The Governor’s Residence

Art has been combined with nature to render this, in the opinion of many, the most beautiful spot on the island{o}

The official home of the Governor of St Helena since 1792‍‍

Plantation House is the permanent residence of The Governor of St Helena and is designated as a Grade I Listed Building. In older histories it is sometimes called ‘Government House’.

You can’t stay at Plantation House. To find accommodation here please see our page Where To Stay.


Plantation House, the residence of the governor, possesses much picturesque beauty{p}

Plantation House is set on a broad northwest-facing slope at the head of Young’s Valley. The main centre block of Plantation House is two stories with seven bays and a central projecting porch. The windows are sashed and shuttered, the façade has cornices, parapet, and quoins. The wings projecting at back incorporate the various alterations. The interior of the house has fine state rooms with pressed zinc ceilings.

The house has 35 rooms (though past writers have claimed there to be as many as 62!) 24 are living rooms and the remaining 11 are store rooms, etc. The dining room is a massive 6.4mx10m, as it has always been the role of The Governor to entertain many guests. The library, built by Governor Lowe in 1816, boasts a total of more than 2,000 books.

General’s Room

Curiously, most of the living rooms have names, recorded by a brass plaque on each door. Names include the ‘Governor’s Room’, ‘Admiral’s Room’, ‘General’s Room’ and also ‘Baron’s Room’, but there are also the ‘Blue Room’, ‘Pink Room’, etc. There apparently used to be a ‘Prince of Orange’ Room, after the 1838 visit of Prince William Henry Frederick of Holland, but nobody now knows which room that was. These plates have excited much speculation. They were placed on the doors by Governor Grey-Wilson. The nursery is named ‘Chaos’!
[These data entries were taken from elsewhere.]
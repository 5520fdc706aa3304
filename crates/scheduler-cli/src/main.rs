//! Entry point for the scheduler demo binary.
//!
//! Wires a [`scheduler_kernel::Scheduler`] to a [`scheduler_policy::RuleBasedPolicyGate`]
//! and a handful of [`scheduler_worker::WorkerRuntime`]s, submits a batch of tasks, lets
//! the control loops run for a while, and reports the outcome. A thin demo binary for
//! manual and integration-test use, not a production operator interface.

mod cli;

use std::sync::Arc;
use std::time::Duration as StdDuration;

use anyhow::Result;
use chrono::{Duration, Utc};
use clap::Parser;
use tracing::info;
use tracing_subscriber::EnvFilter;

use scheduler_kernel::{PolicyGate, Principal, Scheduler, SchedulerConfig, SubmitRequest};
use scheduler_policy::RuleBasedPolicyGate;
use scheduler_worker::{CompletionSink, TaskHandler, WorkerConfig, WorkerRuntime};

use crate::cli::{Cli, Commands};

fn init_tracing(default_level: &str) {
    let filter = EnvFilter::try_from_default_env().unwrap_or_else(|_| EnvFilter::new(default_level));
    tracing_subscriber::fmt()
        .with_env_filter(filter)
        .with_target(false)
        .compact()
        .init();
}

/// Demo work function: echoes the payload back after a short, payload-sized delay,
/// standing in for whatever real handler a deployment would register per task type.
struct DemoHandler;

#[async_trait::async_trait]
impl TaskHandler for DemoHandler {
    async fn handle(&self, task: &scheduler_kernel::Task) -> std::result::Result<serde_json::Value, String> {
        let busy_ms = 10 + (task.payload.to_string().len() as u64 % 30);
        tokio::time::sleep(StdDuration::from_millis(busy_ms)).await;
        Ok(task.payload.clone())
    }
}

/// The demo principal used to submit and observe tasks; a real deployment would
/// derive this from a verified credential token via the `PolicyGate` boundary.
fn demo_principal() -> Principal {
    Principal {
        user_id: "demo-operator".into(),
        roles: vec!["user".into()],
        token: "demo-token".into(),
        token_expiry: Utc::now() + Duration::hours(1),
    }
}

#[tokio::main]
async fn main() -> Result<()> {
    init_tracing("info");

    let cli = Cli::parse();
    match cli.command {
        Commands::Run {
            workers,
            worker_capacity,
            tasks,
            deadline_secs,
            run_secs,
        } => {
            run_demo(workers, worker_capacity, tasks, deadline_secs, run_secs).await?;
        }
    }

    Ok(())
}

async fn run_demo(
    worker_count: u32,
    worker_capacity: u32,
    task_count: u32,
    deadline_secs: i64,
    run_secs: u64,
) -> Result<()> {
    let policy: Arc<dyn PolicyGate> = Arc::new(RuleBasedPolicyGate::with_defaults());
    let scheduler = Scheduler::new(policy, SchedulerConfig::default());
    scheduler.start();

    let mut workers = Vec::with_capacity(worker_count as usize);
    for i in 0..worker_count {
        let sink: Arc<dyn CompletionSink> = Arc::new(scheduler.clone());
        let worker = WorkerRuntime::new(format!("worker-{i}"), worker_capacity, sink, WorkerConfig::default())?;
        worker.register_handler("compute", Arc::new(DemoHandler));
        worker.register_handler("io", Arc::new(DemoHandler));
        worker.start();
        scheduler.register_worker(Arc::new(worker.clone()), worker_capacity);
        workers.push(worker);
    }
    info!(workers = worker_count, capacity = worker_capacity, "worker fleet registered");

    let principal = demo_principal();
    let mut submitted = Vec::with_capacity(task_count as usize);
    for i in 0..task_count {
        let task_type = if i % 3 == 0 { "io" } else { "compute" };
        let id = scheduler
            .submit(
                SubmitRequest {
                    task_type: task_type.into(),
                    payload: serde_json::json!({ "seq": i }),
                    deadline: Utc::now() + Duration::seconds(deadline_secs),
                    priority: (i % 10) as u8,
                },
                &principal,
            )
            .await?;
        submitted.push(id);
    }
    info!(tasks = task_count, "batch submitted");

    tokio::time::sleep(StdDuration::from_secs(run_secs)).await;

    let still_pending = submitted
        .iter()
        .filter(|id| scheduler.get_task(**id).map(|t| t.assigned_to.is_none() && t.completed_at.is_none()).unwrap_or(false))
        .count();

    println!("submitted:            {task_count}");
    println!("total_completed:      {}", scheduler.total_completed());
    println!("completed_on_time:    {}", scheduler.completed_on_time());
    println!("deadline_satisfaction: {:.3}", scheduler.deadline_satisfaction_rate());
    println!("still_pending:        {still_pending}");

    for worker in &workers {
        worker.stop().await;
    }
    scheduler.shutdown().await;

    Ok(())
}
The current dining room will seat 25 guests, but Governor Lowe often dined as many as 60. The chandelier in the room was originally in Longwood House and was brought to Plantation House after Napoleon’s death{6}.

Governor Grey-Wilson wrote to England in 1887:

I am sitting in the library, the room we chiefly use; a large airy room with three windows and a skylight; well found in armchairs (6) and two large sofas and five tables. All the furniture of the room including small rose-wood chairs is upholstered in red cloth; very charming.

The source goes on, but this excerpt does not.